And I would like to see them push the envelope further for class powers

As for my own philosophy on class powers (and especially your primary class powers like those from a bloodline or domain), i believe that they should push the envelope and make them much better than they currently are so they feel like a "signature" ability.

When i pick a Demonic Bloodline sorcerer i would definitely like to feel like a badass demon child and actually feel like i'm going full demon when i'm using my bloodline powers rather than "get ready for my marginally useful power that i break out when i can't think of a good spell to use".

I cannot state how much I agree with this. Class powers are something I feel should be defining features of a build, rather than just something maybe useful on the side.

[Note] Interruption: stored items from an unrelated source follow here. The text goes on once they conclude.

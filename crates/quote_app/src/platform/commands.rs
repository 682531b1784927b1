/// One line typed by the user.
#[derive(Debug, Clone, PartialEq, Eq)]
pub enum UserCommand {
    Generate,
    /// 0-based index of the chosen quote.
    Select(usize),
    Settings,
    SetKey(String),
    Refresh,
    Help,
    Quit,
}

pub const HELP: &str = "commands: g(enerate), <n> scroll to quote n, s(ettings), \
key <value>, q(uit)";

pub fn parse_command(line: &str) -> Result<UserCommand, String> {
    let line = line.trim();
    let (word, rest) = match line.split_once(char::is_whitespace) {
        Some((word, rest)) => (word, rest.trim()),
        None => (line, ""),
    };

    match word.to_ascii_lowercase().as_str() {
        "" => Ok(UserCommand::Refresh),
        "g" | "generate" => Ok(UserCommand::Generate),
        "s" | "settings" => Ok(UserCommand::Settings),
        "h" | "help" | "?" => Ok(UserCommand::Help),
        "q" | "quit" | "exit" => Ok(UserCommand::Quit),
        "key" if !rest.is_empty() => Ok(UserCommand::SetKey(rest.to_string())),
        "key" => Err("usage: key <value>".to_string()),
        number => match number.parse::<usize>() {
            Ok(n) if n >= 1 => Ok(UserCommand::Select(n - 1)),
            _ => Err(format!("unknown command '{line}'; {HELP}")),
        },
    }
}

#[cfg(test)]
mod tests {
    use super::{parse_command, UserCommand};

    #[test]
    fn words_and_abbreviations() {
        assert_eq!(parse_command("g"), Ok(UserCommand::Generate));
        assert_eq!(parse_command("  Generate "), Ok(UserCommand::Generate));
        assert_eq!(parse_command("s"), Ok(UserCommand::Settings));
        assert_eq!(parse_command("quit"), Ok(UserCommand::Quit));
        assert_eq!(parse_command(""), Ok(UserCommand::Refresh));
    }

    #[test]
    fn numbers_select_one_based() {
        assert_eq!(parse_command("1"), Ok(UserCommand::Select(0)));
        assert_eq!(parse_command("12"), Ok(UserCommand::Select(11)));
        assert!(parse_command("0").is_err());
        assert!(parse_command("-3").is_err());
    }

    #[test]
    fn key_requires_a_value() {
        assert_eq!(
            parse_command("key  abc-123 "),
            Ok(UserCommand::SetKey("abc-123".to_string()))
        );
        assert!(parse_command("key").is_err());
    }
}
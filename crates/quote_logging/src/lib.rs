#![deny(missing_docs)]
//! Shared logging utilities for the quote finder workspace.
//!
//! This crate provides the `quote_*` logging macros used across the codebase,
//! the log targets naming each execution context, and initializers for the
//! global logger (application and unit tests).

use std::fs::File;
use std::path::Path;

use log::LevelFilter;
use serde::{Deserialize, Serialize};
use simplelog::{
    ColorChoice, CombinedLogger, Config, ConfigBuilder, SharedLogger, TermLogger, TerminalMode,
    WriteLogger,
};

/// Log target for the user-facing controller.
pub const CONTROLLER: &str = "quote::controller";
/// Log target for the privileged background context.
pub const PRIVILEGED: &str = "quote::privileged";
/// Log target for the page-embedded document context.
pub const DOCUMENT: &str = "quote::document";
/// Log target for message delivery between contexts.
pub const BRIDGE: &str = "quote::bridge";
/// Log target for the remote generation client.
pub const GENERATOR: &str = "quote::generator";

/// Default log file, relative to the working directory.
pub const LOG_FILE: &str = "./quote_app.log";

/// Logs a trace-level message, optionally under a context target.
#[macro_export]
macro_rules! quote_trace {
    (ctx: $ctx:expr, $($arg:tt)+) => {{
        log::trace!(target: $ctx, $($arg)+);
    }};
    ($($arg:tt)+) => {{
        log::trace!($($arg)+);
    }};
}

/// Logs a debug-level message, optionally under a context target.
#[macro_export]
macro_rules! quote_debug {
    (ctx: $ctx:expr, $($arg:tt)+) => {{
        log::debug!(target: $ctx, $($arg)+);
    }};
    ($($arg:tt)+) => {{
        log::debug!($($arg)+);
    }};
}

/// Logs an info-level message, optionally under a context target.
#[macro_export]
macro_rules! quote_info {
    (ctx: $ctx:expr, $($arg:tt)+) => {{
        log::info!(target: $ctx, $($arg)+);
    }};
    ($($arg:tt)+) => {{
        log::info!($($arg)+);
    }};
}

/// Logs a warn-level message, optionally under a context target.
#[macro_export]
macro_rules! quote_warn {
    (ctx: $ctx:expr, $($arg:tt)+) => {{
        log::warn!(target: $ctx, $($arg)+);
    }};
    ($($arg:tt)+) => {{
        log::warn!($($arg)+);
    }};
}

/// Logs an error-level message, optionally under a context target.
#[macro_export]
macro_rules! quote_error {
    (ctx: $ctx:expr, $($arg:tt)+) => {{
        log::error!(target: $ctx, $($arg)+);
    }};
    ($($arg:tt)+) => {{
        log::error!($($arg)+);
    }};
}

/// Destination for log output.
#[derive(Debug, Clone, Copy, PartialEq, Eq, Default, Serialize, Deserialize)]
pub enum LogDestination {
    /// Write to [`LOG_FILE`].
    File,
    /// Write to the terminal (stderr for warnings and errors).
    #[default]
    Terminal,
    /// Write to both file and terminal.
    Both,
}

/// Initializes the global logger for the application.
///
/// File destinations that cannot be created are reported on stderr and
/// skipped. Calling this twice is harmless: the second call is ignored.
pub fn initialize(destination: LogDestination, level: LevelFilter) {
    let config = build_config();

    let mut loggers: Vec<Box<dyn SharedLogger>> = Vec::new();
    if matches!(destination, LogDestination::Terminal | LogDestination::Both) {
        loggers.push(TermLogger::new(
            level,
            config.clone(),
            TerminalMode::Mixed,
            ColorChoice::Auto,
        ));
    }
    if matches!(destination, LogDestination::File | LogDestination::Both) {
        if let Some(file_logger) = create_file_logger(Path::new(LOG_FILE), level, config) {
            loggers.push(file_logger);
        }
    }
    if loggers.is_empty() {
        return;
    }

    let _ = CombinedLogger::init(loggers);
}

/// Initializes a simple terminal logger for use in unit tests.
///
/// This safely no-ops if another logger has already been initialized.
pub fn initialize_for_tests() {
    // Use debug level in debug builds, info in release builds.
    let level = if cfg!(debug_assertions) {
        LevelFilter::Debug
    } else {
        LevelFilter::Info
    };

    // Ignore the error if a logger was already set by another test.
    let _ = CombinedLogger::init(vec![TermLogger::new(
        level,
        Config::default(),
        TerminalMode::Mixed,
        ColorChoice::Auto,
    )]);
}

fn build_config() -> Config {
    ConfigBuilder::new()
        .set_time_format_rfc3339()
        .set_target_level(LevelFilter::Info)
        .build()
}

fn create_file_logger(
    path: &Path,
    level: LevelFilter,
    config: Config,
) -> Option<Box<WriteLogger<File>>> {
    match File::create(path) {
        Ok(file) => Some(WriteLogger::new(level, config, file)),
        Err(err) => {
            eprintln!("Warning: Could not create log file at {:?}: {}", path, err);
            None
        }
    }
}
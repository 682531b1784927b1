mod app;
mod commands;
mod effects;
mod render;
mod settings;

pub use app::run_app;
pub use settings::SETTINGS_FILE;
use quote_core::{ApiKey, CycleId, LocateOutcome, LocateToken};

use crate::bridge::BridgeError;
use crate::generate::GenerationError;

/// Result of one executed command, tagged with the cycle or token it answers.
#[derive(Debug, Clone, PartialEq, Eq)]
pub enum EngineEvent {
    TextExtracted {
        cycle: CycleId,
        result: Result<String, BridgeError>,
    },
    CredentialLoaded {
        cycle: CycleId,
        api_key: Option<ApiKey>,
    },
    QuotesGenerated {
        cycle: CycleId,
        result: Result<Vec<String>, GenerationError>,
    },
    QuoteLocated {
        token: LocateToken,
        result: Result<LocateOutcome, BridgeError>,
    },
}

For example, in PF1 an Abyssal Bloodrager felt unique and special once it hit 4th level and could enlarge for free as part of its bloodrage. By comparison, I rarely ever see anyone refer to a specialty wizard by their specialty school - because they honestly don't feel much different from any other wizard.


1 person marked this as a favorite.

Finally reached the bottom of this. I'm cautiously optimistic. The parts that bother me bother most everyone else too, so I'll not belabor the points on spontaneous heightening and the flavor/mechanical drawbacks of it. I will say that a Spell Mastery feat that someone mentioned, that allowed you to designate a single spell as able to be heightened without eating into your 2/day limit seems reasonable. I can also see the reverse: designate one spell as undercastable (able to retrain it to a new spell when you gain a new level). Possibly make a second feat that allowed you to do this with all spells that aren't learned at your highest level. That way you can buy into that complexity, but it isn't the default.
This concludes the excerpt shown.